*Exercise instructions*: In the records that follow, locate every line with "Receiver" and extract it.

*Given information*:
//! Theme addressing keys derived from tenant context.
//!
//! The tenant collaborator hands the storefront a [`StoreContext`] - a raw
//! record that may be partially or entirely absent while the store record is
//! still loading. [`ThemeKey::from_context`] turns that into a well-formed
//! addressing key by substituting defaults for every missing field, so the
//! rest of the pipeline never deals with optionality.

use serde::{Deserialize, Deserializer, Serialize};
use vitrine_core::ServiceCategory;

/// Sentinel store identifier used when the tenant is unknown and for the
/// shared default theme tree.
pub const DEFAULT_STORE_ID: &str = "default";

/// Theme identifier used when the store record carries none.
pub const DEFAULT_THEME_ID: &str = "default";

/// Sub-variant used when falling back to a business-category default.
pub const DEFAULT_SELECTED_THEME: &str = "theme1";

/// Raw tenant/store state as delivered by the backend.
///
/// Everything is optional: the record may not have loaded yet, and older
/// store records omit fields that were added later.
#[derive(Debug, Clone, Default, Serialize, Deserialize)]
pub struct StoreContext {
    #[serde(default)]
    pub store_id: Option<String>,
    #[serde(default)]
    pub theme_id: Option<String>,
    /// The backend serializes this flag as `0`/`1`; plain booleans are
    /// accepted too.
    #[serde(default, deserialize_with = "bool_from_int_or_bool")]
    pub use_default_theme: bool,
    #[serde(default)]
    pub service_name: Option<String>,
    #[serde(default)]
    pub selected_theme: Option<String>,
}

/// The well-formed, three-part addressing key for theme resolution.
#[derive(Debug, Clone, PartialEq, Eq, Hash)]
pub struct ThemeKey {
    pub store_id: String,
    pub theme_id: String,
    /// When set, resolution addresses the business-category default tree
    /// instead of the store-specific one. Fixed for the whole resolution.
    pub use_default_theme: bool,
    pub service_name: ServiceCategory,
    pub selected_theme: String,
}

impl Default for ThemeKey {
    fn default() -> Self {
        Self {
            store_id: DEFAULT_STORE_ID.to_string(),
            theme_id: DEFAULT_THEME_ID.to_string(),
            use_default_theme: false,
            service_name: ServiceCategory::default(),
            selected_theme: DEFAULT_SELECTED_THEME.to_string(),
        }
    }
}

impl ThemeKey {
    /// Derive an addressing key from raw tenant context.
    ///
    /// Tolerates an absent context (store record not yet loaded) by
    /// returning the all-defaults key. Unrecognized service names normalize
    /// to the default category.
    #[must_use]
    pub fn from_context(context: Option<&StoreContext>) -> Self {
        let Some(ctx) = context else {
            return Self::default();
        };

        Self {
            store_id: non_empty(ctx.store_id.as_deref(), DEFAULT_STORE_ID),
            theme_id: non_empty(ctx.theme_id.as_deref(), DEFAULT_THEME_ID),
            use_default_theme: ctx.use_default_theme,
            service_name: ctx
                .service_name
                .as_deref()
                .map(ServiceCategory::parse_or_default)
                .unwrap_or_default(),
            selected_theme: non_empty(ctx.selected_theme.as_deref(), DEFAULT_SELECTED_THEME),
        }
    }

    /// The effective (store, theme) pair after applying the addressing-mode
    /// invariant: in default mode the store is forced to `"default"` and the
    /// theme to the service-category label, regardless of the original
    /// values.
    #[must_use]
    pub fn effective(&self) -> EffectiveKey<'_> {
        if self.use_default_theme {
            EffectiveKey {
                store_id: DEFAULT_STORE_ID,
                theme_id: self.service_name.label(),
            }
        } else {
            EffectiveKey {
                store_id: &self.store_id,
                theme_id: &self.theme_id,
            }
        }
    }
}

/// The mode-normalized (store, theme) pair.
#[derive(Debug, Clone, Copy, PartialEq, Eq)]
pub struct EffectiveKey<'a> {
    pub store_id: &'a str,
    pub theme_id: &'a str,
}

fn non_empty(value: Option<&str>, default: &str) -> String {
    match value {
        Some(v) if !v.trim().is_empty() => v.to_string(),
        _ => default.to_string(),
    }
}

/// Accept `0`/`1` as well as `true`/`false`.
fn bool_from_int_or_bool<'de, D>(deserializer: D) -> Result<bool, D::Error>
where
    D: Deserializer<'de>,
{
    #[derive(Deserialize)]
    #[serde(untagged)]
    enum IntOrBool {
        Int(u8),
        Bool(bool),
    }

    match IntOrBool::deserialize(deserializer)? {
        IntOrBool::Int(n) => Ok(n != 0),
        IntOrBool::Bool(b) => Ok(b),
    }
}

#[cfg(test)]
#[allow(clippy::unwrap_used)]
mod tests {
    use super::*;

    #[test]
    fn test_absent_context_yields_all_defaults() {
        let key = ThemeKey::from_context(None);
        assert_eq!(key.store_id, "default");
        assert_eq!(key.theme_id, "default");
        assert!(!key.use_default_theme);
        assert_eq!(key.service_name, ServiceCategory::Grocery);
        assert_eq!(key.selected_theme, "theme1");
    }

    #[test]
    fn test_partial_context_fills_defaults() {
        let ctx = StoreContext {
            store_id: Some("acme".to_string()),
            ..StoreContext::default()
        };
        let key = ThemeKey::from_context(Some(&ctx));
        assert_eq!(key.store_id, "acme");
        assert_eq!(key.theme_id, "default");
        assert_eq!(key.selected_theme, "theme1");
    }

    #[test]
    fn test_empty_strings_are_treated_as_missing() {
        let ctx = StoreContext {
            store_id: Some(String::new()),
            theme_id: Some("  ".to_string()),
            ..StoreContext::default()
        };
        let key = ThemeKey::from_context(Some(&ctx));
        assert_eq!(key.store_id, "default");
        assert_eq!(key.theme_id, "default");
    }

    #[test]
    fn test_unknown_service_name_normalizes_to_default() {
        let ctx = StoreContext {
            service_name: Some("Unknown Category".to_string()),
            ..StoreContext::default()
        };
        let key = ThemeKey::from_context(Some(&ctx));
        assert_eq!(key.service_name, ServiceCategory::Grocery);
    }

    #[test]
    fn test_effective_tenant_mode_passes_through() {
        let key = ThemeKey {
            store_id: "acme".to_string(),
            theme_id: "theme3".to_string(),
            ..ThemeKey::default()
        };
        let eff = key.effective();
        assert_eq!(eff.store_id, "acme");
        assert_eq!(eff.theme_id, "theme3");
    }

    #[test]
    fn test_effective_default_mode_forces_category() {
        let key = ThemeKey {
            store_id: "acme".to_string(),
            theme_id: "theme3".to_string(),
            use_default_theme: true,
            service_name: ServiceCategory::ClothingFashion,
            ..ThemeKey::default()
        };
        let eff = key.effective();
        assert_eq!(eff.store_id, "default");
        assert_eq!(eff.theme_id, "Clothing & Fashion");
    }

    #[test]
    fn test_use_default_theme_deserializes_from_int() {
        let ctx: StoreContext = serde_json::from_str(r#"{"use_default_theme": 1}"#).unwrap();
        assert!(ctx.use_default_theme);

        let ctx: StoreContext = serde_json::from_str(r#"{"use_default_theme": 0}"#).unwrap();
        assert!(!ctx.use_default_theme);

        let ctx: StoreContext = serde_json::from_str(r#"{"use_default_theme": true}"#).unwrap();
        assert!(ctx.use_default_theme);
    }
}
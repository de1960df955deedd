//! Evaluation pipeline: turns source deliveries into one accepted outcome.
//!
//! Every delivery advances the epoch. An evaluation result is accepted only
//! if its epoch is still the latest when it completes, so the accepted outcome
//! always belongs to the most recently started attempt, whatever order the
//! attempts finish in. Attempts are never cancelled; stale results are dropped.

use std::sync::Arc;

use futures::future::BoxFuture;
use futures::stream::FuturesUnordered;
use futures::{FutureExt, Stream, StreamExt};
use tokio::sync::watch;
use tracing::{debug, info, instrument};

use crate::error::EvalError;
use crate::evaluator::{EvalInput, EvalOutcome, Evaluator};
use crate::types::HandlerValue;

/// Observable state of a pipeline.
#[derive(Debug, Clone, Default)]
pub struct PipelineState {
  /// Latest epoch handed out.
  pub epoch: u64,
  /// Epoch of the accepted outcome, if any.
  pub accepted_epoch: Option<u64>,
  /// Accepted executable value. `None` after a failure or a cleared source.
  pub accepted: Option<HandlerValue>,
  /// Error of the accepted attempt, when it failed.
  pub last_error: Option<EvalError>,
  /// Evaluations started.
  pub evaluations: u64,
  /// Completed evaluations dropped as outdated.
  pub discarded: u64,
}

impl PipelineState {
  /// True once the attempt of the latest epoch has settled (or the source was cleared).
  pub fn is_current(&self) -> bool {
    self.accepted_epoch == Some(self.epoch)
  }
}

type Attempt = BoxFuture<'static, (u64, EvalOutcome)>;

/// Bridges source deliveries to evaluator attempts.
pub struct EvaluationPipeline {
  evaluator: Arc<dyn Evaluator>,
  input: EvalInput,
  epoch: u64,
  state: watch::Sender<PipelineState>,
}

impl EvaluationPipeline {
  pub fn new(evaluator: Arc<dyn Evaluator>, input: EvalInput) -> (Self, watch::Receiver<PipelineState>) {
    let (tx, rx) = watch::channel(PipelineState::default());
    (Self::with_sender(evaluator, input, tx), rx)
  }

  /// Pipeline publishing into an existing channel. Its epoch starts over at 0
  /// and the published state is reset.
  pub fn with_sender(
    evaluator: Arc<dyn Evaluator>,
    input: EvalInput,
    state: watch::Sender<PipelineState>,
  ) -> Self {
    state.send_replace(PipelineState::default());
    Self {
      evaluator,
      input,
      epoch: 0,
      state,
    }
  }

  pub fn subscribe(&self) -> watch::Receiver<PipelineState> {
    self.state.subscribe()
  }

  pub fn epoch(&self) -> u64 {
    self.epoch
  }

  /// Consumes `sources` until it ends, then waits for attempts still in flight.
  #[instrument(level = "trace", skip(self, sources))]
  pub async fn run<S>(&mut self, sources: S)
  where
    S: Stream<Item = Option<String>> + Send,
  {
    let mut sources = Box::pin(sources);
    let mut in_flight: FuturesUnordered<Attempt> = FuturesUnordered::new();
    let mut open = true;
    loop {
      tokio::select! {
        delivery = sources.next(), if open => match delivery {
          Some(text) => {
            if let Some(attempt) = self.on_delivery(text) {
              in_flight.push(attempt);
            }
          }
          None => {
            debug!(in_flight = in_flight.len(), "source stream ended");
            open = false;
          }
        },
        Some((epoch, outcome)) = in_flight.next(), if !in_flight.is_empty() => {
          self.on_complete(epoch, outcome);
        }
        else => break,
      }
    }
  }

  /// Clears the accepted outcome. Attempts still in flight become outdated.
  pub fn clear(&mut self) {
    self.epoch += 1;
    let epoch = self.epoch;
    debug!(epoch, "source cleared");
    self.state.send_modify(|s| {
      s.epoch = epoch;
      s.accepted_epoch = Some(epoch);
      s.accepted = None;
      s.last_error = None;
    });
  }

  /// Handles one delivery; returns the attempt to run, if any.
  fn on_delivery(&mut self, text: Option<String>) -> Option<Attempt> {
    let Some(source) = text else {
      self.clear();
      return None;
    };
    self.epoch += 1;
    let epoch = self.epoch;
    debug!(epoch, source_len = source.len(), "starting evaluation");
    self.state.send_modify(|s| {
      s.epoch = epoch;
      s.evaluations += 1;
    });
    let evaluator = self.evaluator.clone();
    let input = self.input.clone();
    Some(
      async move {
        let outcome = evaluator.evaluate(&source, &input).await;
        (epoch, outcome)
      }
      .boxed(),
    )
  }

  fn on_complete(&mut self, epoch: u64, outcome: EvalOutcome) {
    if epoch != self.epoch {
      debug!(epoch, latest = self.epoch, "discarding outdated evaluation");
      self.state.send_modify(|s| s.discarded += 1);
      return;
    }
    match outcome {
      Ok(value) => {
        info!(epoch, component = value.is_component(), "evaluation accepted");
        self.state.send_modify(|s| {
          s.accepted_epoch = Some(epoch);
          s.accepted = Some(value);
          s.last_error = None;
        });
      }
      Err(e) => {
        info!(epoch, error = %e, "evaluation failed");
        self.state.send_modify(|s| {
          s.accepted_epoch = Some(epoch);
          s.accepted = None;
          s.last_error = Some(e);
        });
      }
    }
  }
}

*Written answer*:
  pub fn new(evaluator: Arc<dyn Evaluator>, input: EvalInput) -> (Self, watch::Receiver<PipelineState>) {
  pub fn subscribe(&self) -> watch::Receiver<PipelineState> {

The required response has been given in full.